• **DATA FOR THIS TASK**:
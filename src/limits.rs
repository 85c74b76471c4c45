//! Shared hard limits for beamline control parameters.

use crate::error::BeamlineError;

/// Electrodes per bimorph voltage bank.
pub const ELECTRODES_PER_BANK: usize = 16;
/// Highest electrode number across both banks.
pub const MAX_ELECTRODE: u32 = 31;
/// Largest allowed difference between adjacent electrode demands [V].
pub const MAX_ADJACENT_DEMAND_DELTA: f64 = 500.0;
/// Attenuator calibration range, inclusive [eV].
pub const ATTENUATOR_MIN_ENERGY_EV: f64 = 5000.0;
/// See [`ATTENUATOR_MIN_ENERGY_EV`].
pub const ATTENUATOR_MAX_ENERGY_EV: f64 = 30000.0;
/// Below this energy the beam should be defocused with the KB mirrors, not CRLs [eV].
pub const CRL_MIN_ENERGY_EV: f64 = 9000.0;
/// An energy change below this retracts every CRL [eV].
pub const CRL_RETRACT_BELOW_EV: f64 = 9001.0;

/// Check an energy against an inclusive attenuator range.
pub fn validate_attenuator_energy(energy_ev: f64, min: f64, max: f64) -> Result<(), BeamlineError> {
    if !energy_ev.is_finite() || energy_ev < min || energy_ev > max {
        return Err(BeamlineError::Validation(format!(
            "Monochromator energy {energy_ev:.1} eV out of range. Must be within {min:.0} - {max:.0} eV"
        )));
    }
    Ok(())
}

/// Check that a transmission is a fraction in `[0, 1]`.
pub fn validate_transmission(transmission: f64) -> Result<(), BeamlineError> {
    if !(0.0..=1.0).contains(&transmission) {
        return Err(BeamlineError::Validation(format!(
            "transmission {transmission} must be within 0 - 1"
        )));
    }
    Ok(())
}

/// Largest absolute difference between neighbouring values.
pub fn max_adjacent_delta(values: &[f64]) -> f64 {
    values
        .windows(2)
        .map(|w| (w[1] - w[0]).abs())
        .fold(0.0, f64::max)
}
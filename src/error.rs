//! Custom error types for the beamline helpers.
//!
//! This module defines the primary error type, `BeamlineError`, shared by the
//! conversion library and the sequencing helpers. Using the `thiserror` crate,
//! it gives every failure a typed variant so callers can branch on the
//! violated condition instead of parsing console text.
//!
//! ## Error Hierarchy
//!
//! - **`Domain`**: invalid mathematical input (arcsine argument outside
//!   `[-1, 1]`, division by zero, zero Miller vector). Conversions never
//!   return NaN; they return this instead.
//! - **`Validation`**: an out-of-range control parameter or an unsupported
//!   option. Raised before any hardware write.
//! - **`SafetyAbort`**: a computed actuator demand change exceeds the safety
//!   bound. No actuation write is issued.
//! - **`Timeout`** / **`Cancelled`**: a poll loop ended before its predicate
//!   was satisfied.
//! - **`ActuatorFault`**: the device itself reported an error status.
//! - **`Device`**: the control system rejected a read or write.
//! - **`PartialActuation`**: a multi-write sequence failed midway; the
//!   variant records whether the earlier write was rolled back.
//! - **`Config`** / **`ConfigValidation`**: loading or validating settings.

use std::time::Duration;
use thiserror::Error;

/// Convenience alias for results using the beamline error type.
pub type BeamlineResult<T> = std::result::Result<T, BeamlineError>;

#[derive(Error, Debug)]
#[allow(missing_docs)]
pub enum BeamlineError {
    #[error("Domain error: {0}")]
    Domain(String),

    #[error("Validation error: {0}")]
    Validation(String),

    #[error("Safety abort: adjacent demand difference {delta:.1} exceeds limit {limit:.1}")]
    SafetyAbort { delta: f64, limit: f64 },

    #[error("Timed out after {elapsed:?} waiting for '{device}'")]
    Timeout { device: String, elapsed: Duration },

    #[error("Wait for '{0}' was cancelled")]
    Cancelled(String),

    #[error("Actuator '{0}' reported an error status")]
    ActuatorFault(String),

    #[error("Device error on '{pv}': {source}")]
    Device {
        pv: String,
        #[source]
        source: anyhow::Error,
    },

    #[error("Partial actuation on '{device}' (rolled back: {rolled_back}): {source}")]
    PartialActuation {
        device: String,
        rolled_back: bool,
        #[source]
        source: Box<BeamlineError>,
    },

    #[error("Configuration error: {0}")]
    Config(#[from] figment::Error),

    #[error("Configuration validation error: {0}")]
    ConfigValidation(String),
}

impl BeamlineError {
    /// Builds a closure that tags a device-layer error with the PV it came from.
    pub(crate) fn device(pv: &str) -> impl FnOnce(anyhow::Error) -> BeamlineError + '_ {
        move |source| BeamlineError::Device {
            pv: pv.to_string(),
            source,
        }
    }

    /// True for failures that leave hardware untouched.
    pub fn is_pre_actuation(&self) -> bool {
        matches!(
            self,
            BeamlineError::Domain(_)
                | BeamlineError::Validation(_)
                | BeamlineError::SafetyAbort { .. }
                | BeamlineError::ConfigValidation(_)
        )
    }
}
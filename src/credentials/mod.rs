use async_trait::async_trait;
use chrono::{DateTime, TimeZone, Utc};
use serde::{Deserialize, Serialize};
use std::fmt;
use std::io::Write;
use std::path::{Path, PathBuf};

pub mod browser;
pub mod cookie_file;

pub use browser::{CookieStore, ExportError};
pub use cookie_file::{parse_cookie_lines, Cookie};

/// Domain the extraction engine needs session cookies for
pub const DEFAULT_COOKIE_DOMAIN: &str = "youtube.com";

/// Where a credential set comes from
#[derive(Debug, Clone, PartialEq, Eq, Serialize, Deserialize)]
#[serde(tag = "kind", content = "value", rename_all = "snake_case")]
pub enum CredentialSource {
    /// A local browser profile, resolved by the extraction engine
    Browser(String),

    /// A cookie file in the browser-export line format
    File(PathBuf),
}

impl fmt::Display for CredentialSource {
    fn fmt(&self, f: &mut fmt::Formatter<'_>) -> fmt::Result {
        match self {
            CredentialSource::Browser(name) => write!(f, "browser:{}", name),
            CredentialSource::File(path) => write!(f, "file:{}", path.display()),
        }
    }
}

/// Session cookies scoped to one domain
#[derive(Debug, Clone, PartialEq, Eq)]
pub struct CredentialSet {
    /// Domain scope, e.g. `youtube.com`
    pub domain: String,

    /// Cookies in the order they were read
    pub cookies: Vec<Cookie>,

    /// Earliest expiry among the cookies, if any of them expire
    pub expires_at: Option<DateTime<Utc>>,

    /// Origin of the set
    pub source: CredentialSource,
}

impl CredentialSet {
    /// A browser profile set; cookies are read by the engine at extraction time
    pub fn from_browser(browser: impl Into<String>, domain: impl Into<String>) -> Self {
        Self {
            domain: domain.into(),
            cookies: Vec::new(),
            expires_at: None,
            source: CredentialSource::Browser(browser.into()),
        }
    }

    /// Build a set from already-parsed cookies, keeping only those in `domain`
    pub fn from_cookies(cookies: Vec<Cookie>, domain: &str, source: CredentialSource) -> Self {
        let cookies: Vec<Cookie> = cookies.into_iter().filter(|c| c.matches_domain(domain)).collect();

        let expires_at = cookies
            .iter()
            .filter_map(|c| c.expires)
            .min()
            .and_then(|secs| Utc.timestamp_opt(secs, 0).single());

        Self {
            domain: domain.to_string(),
            cookies,
            expires_at,
            source,
        }
    }

    pub fn is_expired(&self, now: DateTime<Utc>) -> bool {
        self.expires_at.map(|at| at <= now).unwrap_or(false)
    }

    /// Whether the engine has to resolve this set from a browser itself
    pub fn is_browser_reference(&self) -> bool {
        self.cookies.is_empty() && matches!(self.source, CredentialSource::Browser(_))
    }

    /// Serialize the cookies back to the browser-export line format
    pub fn write_cookie_file<W: Write>(&self, mut out: W) -> std::io::Result<()> {
        writeln!(out, "# Netscape HTTP Cookie File")?;
        for cookie in &self.cookies {
            writeln!(out, "{}", cookie.to_line())?;
        }
        out.flush()
    }
}

/// Produces credential sets in priority order
#[async_trait]
pub trait CredentialSupplier: Send + Sync {
    async fn credential_sets(&self) -> Vec<CredentialSet>;
}

/// Resolves an explicit, caller-ordered list of credential sources
pub struct SourceListSupplier {
    sources: Vec<CredentialSource>,
    domain: String,
    home: Option<PathBuf>,
}

impl SourceListSupplier {
    pub fn new(sources: Vec<CredentialSource>, domain: impl Into<String>) -> Self {
        Self {
            sources,
            domain: domain.into(),
            home: dirs::home_dir(),
        }
    }

    /// Look for browser profiles under `home` instead of the user's home
    pub fn with_home(mut self, home: impl Into<PathBuf>) -> Self {
        self.home = Some(home.into());
        self
    }

    pub fn sources(&self) -> &[CredentialSource] {
        &self.sources
    }

    pub fn domain(&self) -> &str {
        &self.domain
    }

    pub fn home(&self) -> Option<&Path> {
        self.home.as_deref()
    }

    /// Browser names among the sources, in priority order
    pub fn browsers(&self) -> Vec<String> {
        self.sources
            .iter()
            .filter_map(|source| match source {
                CredentialSource::Browser(name) => Some(name.clone()),
                CredentialSource::File(_) => None,
            })
            .collect()
    }

    /// Resolve one source into a set, or `None` when it has nothing usable
    pub async fn resolve(&self, source: &CredentialSource) -> Option<CredentialSet> {
        match source {
            CredentialSource::Browser(browser) => self.browser_reference(browser),
            CredentialSource::File(path) => self.load_file(path).await,
        }
    }

    /// A browser set only when the browser's cookie store exists locally
    fn browser_reference(&self, name: &str) -> Option<CredentialSet> {
        if !browser::is_supported(name) {
            tracing::debug!("Cookie store location of {} is unknown, leaving it to the engine", name);
            return Some(CredentialSet::from_browser(name, self.domain.clone()));
        }

        let Some(home) = self.home.as_deref() else {
            tracing::debug!("No home directory, skipping browser {}", name);
            return None;
        };

        match browser::locate(name, home) {
            Some(store) => {
                tracing::debug!("Found {} cookie store at {}", name, store.path.display());
                Some(CredentialSet::from_browser(name, self.domain.clone()))
            }
            None => {
                tracing::debug!("No {} cookie store under {}, skipping", name, home.display());
                None
            }
        }
    }

    async fn load_file(&self, path: &Path) -> Option<CredentialSet> {
        let content = match tokio::fs::read_to_string(path).await {
            Ok(content) => content,
            Err(e) if e.kind() == std::io::ErrorKind::NotFound => {
                tracing::debug!("Cookie file {} not found, skipping", path.display());
                return None;
            }
            Err(e) => {
                tracing::warn!("Cannot read cookie file {}: {}", path.display(), e);
                return None;
            }
        };

        let set = CredentialSet::from_cookies(
            parse_cookie_lines(&content),
            &self.domain,
            CredentialSource::File(path.to_path_buf()),
        );

        if set.cookies.is_empty() {
            tracing::warn!("Cookie file {} has no cookies for {}", path.display(), self.domain);
            return None;
        }

        if set.is_expired(Utc::now()) {
            tracing::warn!(
                "Cookie file {} contains expired cookies for {}; using it anyway",
                path.display(),
                self.domain
            );
        }

        Some(set)
    }
}

#[async_trait]
impl CredentialSupplier for SourceListSupplier {
    async fn credential_sets(&self) -> Vec<CredentialSet> {
        let mut sets = Vec::with_capacity(self.sources.len());
        for source in &self.sources {
            if let Some(set) = self.resolve(source).await {
                sets.push(set);
            }
        }
        sets
    }
}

• **WHAT YOU NEED TO DO**:
Your response should be the lines above from the first to the one containing "every CRL [eV].", inclusive, each given exactly.

• **EXERCISE RESULT**:
filename src/limits.rs
repository 85c74b76471c4c45
//! Shared hard limits for beamline control parameters.

use crate::error::BeamlineError;

/// Electrodes per bimorph voltage bank.
pub const ELECTRODES_PER_BANK: usize = 16;
/// Highest electrode number across both banks.
pub const MAX_ELECTRODE: u32 = 31;
/// Largest allowed difference between adjacent electrode demands [V].
pub const MAX_ADJACENT_DEMAND_DELTA: f64 = 500.0;
/// Attenuator calibration range, inclusive [eV].
pub const ATTENUATOR_MIN_ENERGY_EV: f64 = 5000.0;
/// See [`ATTENUATOR_MIN_ENERGY_EV`].
pub const ATTENUATOR_MAX_ENERGY_EV: f64 = 30000.0;
/// Below this energy the beam should be defocused with the KB mirrors, not CRLs [eV].
pub const CRL_MIN_ENERGY_EV: f64 = 9000.0;
/// An energy change below this retracts every CRL [eV].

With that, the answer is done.